Which brings me to the second point. Mein Kampf is not in any serious way the opposite or parallel “right-wing” work to the “left-wing” Communist Manifesto. The two works are very different in style, intent, audience and, yes, ideology etc., but they do share a commitment to revolutionary change. All of these people insisting that it is some grand contradiction to admire both books don’t know much about one or the other. And to the extent Loughner read these books (which, again, I doubt), it is entirely plausible that he would like both of them. This is a kid who thought the entire metaphysical system was a con job in need of being torn down (David Brooks was very good on this point the other day, by the way). On that sort of thing, Hitler and Marx saw eye to eye. What shouldn’t need to be said is that neither Mein Kampf nor the Communist Manifesto are prominent Tea Party tracts.

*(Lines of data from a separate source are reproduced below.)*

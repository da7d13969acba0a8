//! Fixed-point quantization of blended morph deltas.
//!
//! The GPU accumulates weighted deltas with integer atomics, so every
//! contribution is scaled into a signed 24-bit range before accumulation and
//! scaled back during normalization. The scale is chosen per frame from the
//! active weights and each morph's delta bounds, so the accumulated sum of
//! any vertex stays inside the range:
//!
//! ```text
//! max_scale[axis] = max(|bounds_i|, Σ |w_i| · |bounds_i|)    over active morphs
//! scale[axis]     = I24_MAX / floor(max_scale[axis] + 1)
//! inv_scale[axis] = 1 / scale[axis]
//! ```
//!
//! Axes `x`, `y`, `z` are positions; `w` is shared by the three normal
//! components.

use glam::{IVec3, Vec3, Vec4};

use super::target::MorphBounds;

/// Largest magnitude of a signed 24-bit integer.
pub const I24_MAX: i32 = 8_388_607;

#[derive(Debug, Clone, Copy, PartialEq)]
pub struct MorphQuantization {
    pub scale: Vec4,
    pub inv_scale: Vec4,
}

impl Default for MorphQuantization {
    fn default() -> Self {
        Self::from_max_scale(Vec4::ZERO)
    }
}

impl MorphQuantization {
    /// Derives the scale from active `(morph index, weight)` pairs.
    ///
    /// Indices outside `bounds` and zero weights are ignored.
    #[must_use]
    pub fn from_weights(bounds: &[MorphBounds], active: impl IntoIterator<Item = (usize, f32)>) -> Self {
        let mut accumulated = Vec4::ZERO;
        let mut max_scale = Vec4::ZERO;
        for (index, weight) in active {
            if weight == 0.0 {
                continue;
            }
            let Some(b) = bounds.get(index) else {
                continue;
            };
            let abs_morph = b.abs_max();
            accumulated += abs_morph * weight.abs();
            max_scale = max_scale.max(abs_morph).max(accumulated);
        }
        Self::from_max_scale(max_scale)
    }

    fn from_max_scale(max_scale: Vec4) -> Self {
        let range = I24_MAX as f32;
        let scale = Vec4::splat(range) / (max_scale + Vec4::ONE).floor();
        Self {
            scale,
            inv_scale: scale.recip(),
        }
    }

    #[must_use]
    pub fn quantize_position(&self, delta: Vec3) -> IVec3 {
        quantize(delta * self.scale.truncate())
    }

    #[must_use]
    pub fn quantize_normal(&self, delta: Vec3) -> IVec3 {
        quantize(delta * self.scale.w)
    }

    #[must_use]
    pub fn dequantize_position(&self, accumulated: IVec3) -> Vec3 {
        accumulated.as_vec3() * self.inv_scale.truncate()
    }

    #[must_use]
    pub fn dequantize_normal(&self, accumulated: IVec3) -> Vec3 {
        accumulated.as_vec3() * self.inv_scale.w
    }

    /// Worst-case absolute error of one quantized contribution, per axis.
    #[must_use]
    pub fn step(&self) -> Vec4 {
        self.inv_scale * 0.5
    }
}

fn quantize(scaled: Vec3) -> IVec3 {
    let limit = Vec3::splat(I24_MAX as f32);
    scaled.round().clamp(-limit, limit).as_ivec3()
}
impl SkeletalMeshGPUObject {
    #[must_use]
    pub fn new(id: InstanceId, mesh: Arc<SkinnedMeshRenderData>) -> Self {
        let lods = mesh.lods.iter().map(MeshObjectLod::new).collect();
        log::debug!("Created GPU object for '{}' ({:?}, {} LODs)", mesh.name, id, mesh.num_lods());
        Self {
            id,
            mesh,
            lods,
            live: None,
            previous: None,
            pending: None,
            cache_entries: Vec::new(),
            processed_lod: None,
            last_revision: None,
            last_frame_prepared: None,
            lod_selector: LodSelector::new(),
        }
    }

    // ── Snapshot handoff ───────────────────────────────────────────────────

    /// Makes `snapshot` the live snapshot and queues it for commit.
    pub fn stage(
        &mut self,
        device: &dyn SkinDevice,
        snapshot: DynamicSkinningSnapshot,
        frame_to_prepare: u64,
        revision: u32,
        res: &mut SkinningResources,
    ) {
        let threshold = res.settings.morph.weight_threshold;
        let mut morph_needs_update = self
            .live
            .as_ref()
            .is_none_or(|live| !live.snapshot.active_morphs_equal(&snapshot, threshold));

        if let Some(pending) = self.pending.take() {
            morph_needs_update |= pending.morph_needs_update;
        }

        if let Some(old) = self.live.take() {
            match old.fence {
                None => res.free_snapshot(old.snapshot),
                Some(fence) => {
                    if let Some(previous) = self.previous.take() {
                        res.retire_snapshot(previous, device);
                    }
                    self.previous = Some(FenceGuarded::new(old.snapshot, fence));
                }
            }
        }

        self.live = Some(LiveSnapshot {
            snapshot,
            fence: None,
        });
        self.pending = Some(PendingCommit {
            frame_to_prepare,
            revision,
            morph_needs_update,
        });
    }

    /// Processes the staged snapshot, if any. Returns whether work was recorded.
    pub fn commit(&mut self, ctx: &mut FrameContext<'_>, res: &mut SkinningResources) -> Result<bool> {
        let Some(pending) = self.pending.take() else {
            return Ok(false);
        };
        self.process(ctx, res, pending)?;
        if let Some(live) = &mut self.live {
            live.fence = Some(ctx.frame_fence());
        }
        self.last_revision = Some(pending.revision);
        self.last_frame_prepared = Some(pending.frame_to_prepare);
        Ok(true)
    }

    /// Frees the previous snapshot once its fence signaled.
    pub fn reclaim(&mut self, device: &dyn SkinDevice, res: &mut SkinningResources) {
        if let Some(previous) = self.previous.take() {
            match previous.try_take(device) {
                Ok(snapshot) => res.free_snapshot(snapshot),
                Err(previous) => self.previous = Some(previous),
            }
        }
    }

    fn process(
        &mut self,
        ctx: &mut FrameContext<'_>,
        res: &mut SkinningResources,
        pending: PendingCommit,
    ) -> Result<()> {
        let mesh = Arc::clone(&self.mesh);
        let Some(live) = &self.live else {
            return Ok(());
        };
        let snapshot = &live.snapshot;
        if mesh.lods.is_empty() {
            return Ok(());
        }

        let lod = snapshot
            .forced_lod()
            .unwrap_or(self.lod_selector.min_desired_lod())
            .min(mesh.lods.len() - 1);
        let lod_data = &mesh.lods[lod];

        let mut morph_needs_update = pending.morph_needs_update;
        if self.processed_lod != Some(lod) {
            for slot in &mut self.cache_entries {
                res.skin_cache.release(ctx, slot);
            }
            self.cache_entries = vec![None; lod_data.sections.len()];
            self.processed_lod = Some(lod);
            morph_needs_update = true;
        }
        self.lod_selector.set_current_lod(lod);

        let revision = pending.revision;
        let previous_revision = self.last_revision.unwrap_or(revision);
        let lod_object = &mut self.lods[lod];

        // Morph targets
        let use_gpu_morph = res.capabilities.compute_shaders && res.settings.morph.use_gpu;
        let set = &lod_data.morph_targets;
        let mut morph_active = snapshot.num_weighted_active_morphs() > 0 && set.has_deltas();
        if morph_active
            && let Err(err) = lod_object.morph_buffer.ensure_initialized(ctx, set, use_gpu_morph)
        {
            res.log_failure_once(&err);
            morph_active = false;
        }
        if morph_active {
            if morph_needs_update || !lod_object.morph_buffer.has_been_updated() {
                if use_gpu_morph {
                    lod_object.morph_buffer.update_gpu(
                        ctx,
                        set,
                        snapshot.active_morphs(),
                        res.settings.morph.dispatch_batch_size,
                    );
                } else {
                    lod_object.morph_buffer.update_cpu(ctx, set, snapshot.active_morphs());
                }
            }
        } else {
            lod_object.morph_buffer.clear_if_needed(ctx);
        }
        let morph_sections = if morph_active {
            snapshot.morph_sections(set)
        } else {
            Vec::new()
        };
        let morph_handle = lod_object.morph_buffer.handle();

        // Sections
        for (index, section) in lod_data.sections.iter().enumerate() {
            let cloth_sim = section
                .cloth_region
                .and_then(|region| snapshot.cloth(region))
                .filter(|_| lod_data.buffers.cloth_mapping.is_some());
            let use_morph = morph_sections.binary_search(&(index as u32)).is_ok();
            let factory = lod_object.factories[index].select(cloth_sim.is_some(), use_morph);

            if !section.has_bone_influences() {
                res.skin_cache.release(ctx, &mut self.cache_entries[index]);
                continue;
            }

            if let Err(err) = upload_section_data(ctx, res, factory, snapshot, section, cloth_sim, revision) {
                if !matches!(err, SkinError::ResourceExhaustion { .. }) {
                    return Err(err);
                }
                res.log_failure_once(&err);
                res.skin_cache.release(ctx, &mut self.cache_entries[index]);
                continue;
            }

            let (Some(bones), Some(previous_bones)) = (factory.bones.buffer(false), factory.bones.buffer(true))
            else {
                continue;
            };
            let cloth = cloth_sim.and_then(|sim| {
                Some(ClothSkinInputs {
                    simulation: factory.cloth.as_ref()?.buffer()?,
                    mapping: lod_data.buffers.cloth_mapping?,
                    local_to_cloth: sim.local_to_world.inverse() * snapshot.component_to_world(),
                    blend_weight: snapshot.cloth_blend_weight(),
                })
            });

            let request = SkinCacheRequest {
                section_index: index,
                section,
                buffers: &lod_data.buffers,
                factory: factory.id(),
                kind: factory.kind(),
                bones,
                previous_bones,
                morph: if use_morph { morph_handle } else { None },
                cloth,
                revision,
                previous_revision,
                material_recompute_tangents: section.recompute_tangents,
            };
            res.skin_cache
                .process_entry(ctx, &request, &mut self.cache_entries[index])?;
        }

        log::trace!(
            "{:?} committed revision {} at LOD {} for frame {}",
            self.id,
            revision,
            lod,
            pending.frame_to_prepare
        );
        Ok(())
    }

    // ── LOD ────────────────────────────────────────────────────────────────

    pub fn update_lod(
        &mut self,
        view: &LodView,
        bounds: &BoundingSphere,
        frame_number: u64,
        settings: &LodSettings,
    ) {
        self.lod_selector
            .update_for_view(view, bounds, &self.mesh.lod_info, frame_number, settings);
    }

    // ── Draw-time queries ──────────────────────────────────────────────────

    /// Where `section` of the processed LOD reads its vertices.
    #[must_use]
    pub fn vertex_source(&self, section: usize, res: &SkinningResources) -> Option<VertexSource> {
        let lod = self.processed_lod?;
        let lod_data = &self.mesh.lods[lod];
        let lod_object = &self.lods[lod];
        let factories = lod_object.factories.get(section)?;

        if let Some(key) = self.cache_entries.get(section).copied().flatten()
            && let Some(buffers) = res.skin_cache.vertex_source(key)
        {
            return Some(VertexSource::Passthrough {
                factory: factories.passthrough_id(),
                buffers,
            });
        }

        Some(VertexSource::original(
            factories,
            &lod_data.buffers,
            lod_object.morph_buffer.handle(),
            &lod_data.sections[section],
        ))
    }

    // ── Teardown ───────────────────────────────────────────────────────────

    /// Returns every GPU resource and snapshot, fence-gated on the current frame.
    pub fn release(&mut self, ctx: &mut FrameContext<'_>, res: &mut SkinningResources) {
        for slot in &mut self.cache_entries {
            res.skin_cache.release(ctx, slot);
        }
        self.cache_entries.clear();

        for lod in &mut self.lods {
            for factories in &mut lod.factories {
                factories.release(ctx, &mut res.bone_pool, &mut res.cloth_pool);
            }
            lod.morph_buffer.release(ctx);
        }

        self.pending = None;
        if let Some(live) = self.live.take() {
            match live.fence {
                Some(fence) => res.retire_snapshot(FenceGuarded::new(live.snapshot, fence), ctx.device()),
                None => res.free_snapshot(live.snapshot),
            }
        }
        if let Some(previous) = self.previous.take() {
            res.retire_snapshot(previous, ctx.device());
        }
        self.processed_lod = None;
        log::debug!("Released GPU object {:?}", self.id);
    }

    // ── Accessors ──────────────────────────────────────────────────────────

    #[must_use]
    pub fn id(&self) -> InstanceId {
        self.id
    }

    #[must_use]
    pub fn mesh(&self) -> &Arc<SkinnedMeshRenderData> {
        &self.mesh
    }

    #[must_use]
    pub fn state(&self, device: &dyn SkinDevice) -> MeshObjectState {
        let live_in_flight = self
            .live
            .as_ref()
            .and_then(|live| live.fence)
            .is_some_and(|fence| !device.is_fence_signaled(fence));
        if self.pending.is_some() {
            MeshObjectState::SnapshotQueued
        } else if live_in_flight || self.previous.as_ref().is_some_and(|p| !p.is_ready(device)) {
            MeshObjectState::AwaitingFence
        } else {
            MeshObjectState::Idle
        }
    }

    /// LOD of the last commit.
    #[must_use]
    pub fn processed_lod(&self) -> Option<usize> {
        self.processed_lod
    }

    #[must_use]
    pub fn lod_selector(&self) -> &LodSelector {
        &self.lod_selector
    }

    #[must_use]
    pub fn live_snapshot(&self) -> Option<&DynamicSkinningSnapshot> {
        self.live.as_ref().map(|l| &l.snapshot)
    }

    #[must_use]
    pub fn has_previous_snapshot(&self) -> bool {
        self.previous.is_some()
    }

    #[must_use]
    pub fn last_revision(&self) -> Option<u32> {
        self.last_revision
    }

    #[must_use]
    pub fn last_frame_prepared(&self) -> Option<u64> {
        self.last_frame_prepared
    }

    #[must_use]
    pub fn cache_entry(&self, section: usize) -> Option<SkinCacheEntryKey> {
        self.cache_entries.get(section).copied().flatten()
    }
}
use bytemuck::{Pod, Zeroable};
use glam::{Mat4, Vec3};

/// Bytes per simulated vertex in the cloth buffer (position + normal).
pub const CLOTH_VERTEX_STRIDE: u64 = 24;

/// Simulation result of one cloth region for one frame.
#[derive(Debug, Clone, Default, PartialEq)]
pub struct ClothSimData {
    pub positions: Vec<Vec3>,
    pub normals: Vec<Vec3>,
    /// Transform of the simulation space into world space.
    pub local_to_world: Mat4,
}

impl ClothSimData {
    #[must_use]
    pub fn num_vertices(&self) -> usize {
        self.positions.len()
    }

    #[must_use]
    pub fn is_empty(&self) -> bool {
        self.positions.is_empty()
    }

    /// Interleaves positions and normals in upload order.
    #[must_use]
    pub fn packed(&self) -> Vec<ClothGpuVertex> {
        self.positions
            .iter()
            .zip(self.normals.iter().chain(std::iter::repeat(&Vec3::Z)))
            .map(|(p, n)| ClothGpuVertex {
                position: p.to_array(),
                normal: n.to_array(),
            })
            .collect()
    }
}

#[repr(C)]
#[derive(Debug, Clone, Copy, PartialEq, Pod, Zeroable)]
pub struct ClothGpuVertex {
    pub position: [f32; 3],
    pub normal: [f32; 3],
}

Finally, about the relevance of Liberal Fascism. I don’t think any of what I have to say about Nazism or Communism has any bearing on any of this, for the simple reason that I don’t think either Mein Kampf or the Communist Manifesto played any significant role in Loughner’s actions (and some of those who do might explain why they want to stifle political speech but not books). But here is the relevance. The chief point of the book is to question the locked-in left’s locked-in narrative about America, conservatism and of course fascism. From the casting of Father Coughlin as a right-winger to the claims that Barry Goldwater was a fascist and the denial that Lee Harvey Oswald was a leftist, there is a fraudulent story of America told by the Left and the liberal establishment every day (don’t believe me? Watch Chris Matthews for five minutes). What we saw for the first 72 hours after this shooting, was a desperate, malicious and ignorant attempt to cram this horrible tragedy into that deceitful narrative. But conservatives opposed that effort. If my book helped even slightly in the resistance, I’m delighted.